Data provided:

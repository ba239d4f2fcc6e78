use std::collections::BTreeMap;

use super::error::{ModelError, ModelResult};
use super::types::{
    ChannelBreakdown, MarketingSpend, MonthRecord, MonthlyUnitEconomics, YearSummary,
};

/// Lifetime in months assumed when churn is zero.
const ZERO_CHURN_LIFETIME_MONTHS: f64 = 120.0;

/// Rolls a month trace up into one summary per year, in ascending year order.
///
/// Months are grouped by their `year` field, so a year's months need not be
/// contiguous. End-of-year stocks come from the month with the highest
/// month-within-year in each group.
pub fn aggregate(months: &[MonthRecord]) -> ModelResult<Vec<YearSummary>> {
    if months.is_empty() {
        return Err(ModelError::EmptyInput);
    }

    let mut by_year: BTreeMap<u32, Vec<&MonthRecord>> = BTreeMap::new();
    for month in months {
        by_year.entry(month.year).or_default().push(month);
    }

    Ok(by_year
        .into_iter()
        .map(|(year, group)| summarize_year(year, &group))
        .collect())
}

fn summarize_year(year: u32, group: &[&MonthRecord]) -> YearSummary {
    // Groups are never empty: each key was created by pushing a month.
    let last = group
        .iter()
        .copied()
        .fold(group[0], |best, m| if m.month >= best.month { m } else { best });

    let mut new_payers = ChannelBreakdown::default();
    let mut visitors = ChannelBreakdown::default();
    let mut marketing_spend = MarketingSpend::default();
    let mut total_new_customers = 0.0;
    let mut new_payers_from_signups = 0.0;
    let mut referral_new_payers = 0.0;
    let mut existing_free_new_payers = 0.0;
    let mut total_signups = 0.0;
    let mut revenue = 0.0;
    let mut gross_profit = 0.0;
    let mut total_costs = 0.0;
    let mut net_cash_flow = 0.0;
    let mut total_social_views = 0.0;

    for m in group {
        new_payers = new_payers + m.new_payers;
        visitors = visitors + m.visitors;
        marketing_spend = marketing_spend + m.marketing_spend;
        total_new_customers += m.new_paying_users;
        new_payers_from_signups += m.new_payers_from_signups;
        referral_new_payers += m.referral_new_payers;
        existing_free_new_payers += m.existing_free_new_payers;
        total_signups += m.total_signups;
        revenue += m.mrr;
        gross_profit += m.gross_profit;
        total_costs += m.total_costs;
        net_cash_flow += m.net_cash_flow;
        total_social_views += m.social_views;
    }

    let total_marketing_spend = marketing_spend.total();
    let average_cac = ratio(total_marketing_spend, total_new_customers);
    let gross_margin = ratio(gross_profit, revenue).unwrap_or(0.0);
    let churn_rate = last.churn_rate;
    let ltv = ratio(last.arpu * gross_margin, churn_rate);
    let ltv_cac_ratio = match (ltv, average_cac) {
        (Some(ltv), Some(cac)) => ratio(ltv, cac),
        _ => None,
    };

    YearSummary {
        year,
        months: group.len() as u32,
        end_paying_users: last.paying_users_end,
        end_free_users: last.free_users_end,
        end_mrr: last.mrr,
        arr: last.mrr * 12.0,
        end_followers: last.followers_end,
        total_new_customers,
        new_payers,
        new_payers_from_signups,
        referral_new_payers,
        existing_free_new_payers,
        total_signups,
        marketing_spend,
        total_marketing_spend,
        average_cac,
        revenue,
        gross_profit,
        gross_margin,
        total_costs,
        net_cash_flow,
        cumulative_cash_end: last.cumulative_cash,
        churn_rate,
        ltv,
        ltv_cac_ratio,
        visitors,
        total_visitors: visitors.total(),
        visitor_share: visitors.shares(),
        total_social_views,
    }
}

/// `numerator / denominator`, or `None` when the denominator is not positive.
fn ratio(numerator: f64, denominator: f64) -> Option<f64> {
    (denominator > 0.0).then_some(numerator / denominator)
}

/// First month (1-based `month_index`) in which cumulative cash turns
/// non-negative after being negative. A trace that starts non-negative breaks
/// even in its first month.
pub fn break_even_month(months: &[MonthRecord]) -> Option<u32> {
    let mut previous_negative = true;
    for m in months {
        if m.cumulative_cash >= 0.0 && previous_negative {
            return Some(m.month_index);
        }
        previous_negative = m.cumulative_cash < 0.0;
    }
    None
}

/// Running CAC and LTV for every month of a trace.
pub fn monthly_unit_economics(months: &[MonthRecord]) -> Vec<MonthlyUnitEconomics> {
    let mut cumulative_marketing_spend = 0.0;
    let mut cumulative_new_customers = 0.0;

    months
        .iter()
        .map(|m| {
            cumulative_marketing_spend += m.total_marketing_spend;
            cumulative_new_customers += m.new_paying_users;

            let cumulative_cac = ratio(cumulative_marketing_spend, cumulative_new_customers);
            let monthly_ltv = if m.churn_rate > 0.0 {
                m.arpu * m.gross_margin / m.churn_rate
            } else {
                m.arpu * m.gross_margin * ZERO_CHURN_LIFETIME_MONTHS
            };

            MonthlyUnitEconomics {
                month_index: m.month_index,
                cumulative_marketing_spend,
                cumulative_new_customers,
                monthly_cac: ratio(m.total_marketing_spend, m.new_paying_users),
                cumulative_cac,
                monthly_ltv,
                ltv_cac_ratio: cumulative_cac.and_then(|cac| ratio(monthly_ltv, cac)),
            }
        })
        .collect()
}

Exercise description: Check the records above and copy each line that has the string "None".

Exercise response:
        _ => None,
/// `numerator / denominator`, or `None` when the denominator is not positive.
    None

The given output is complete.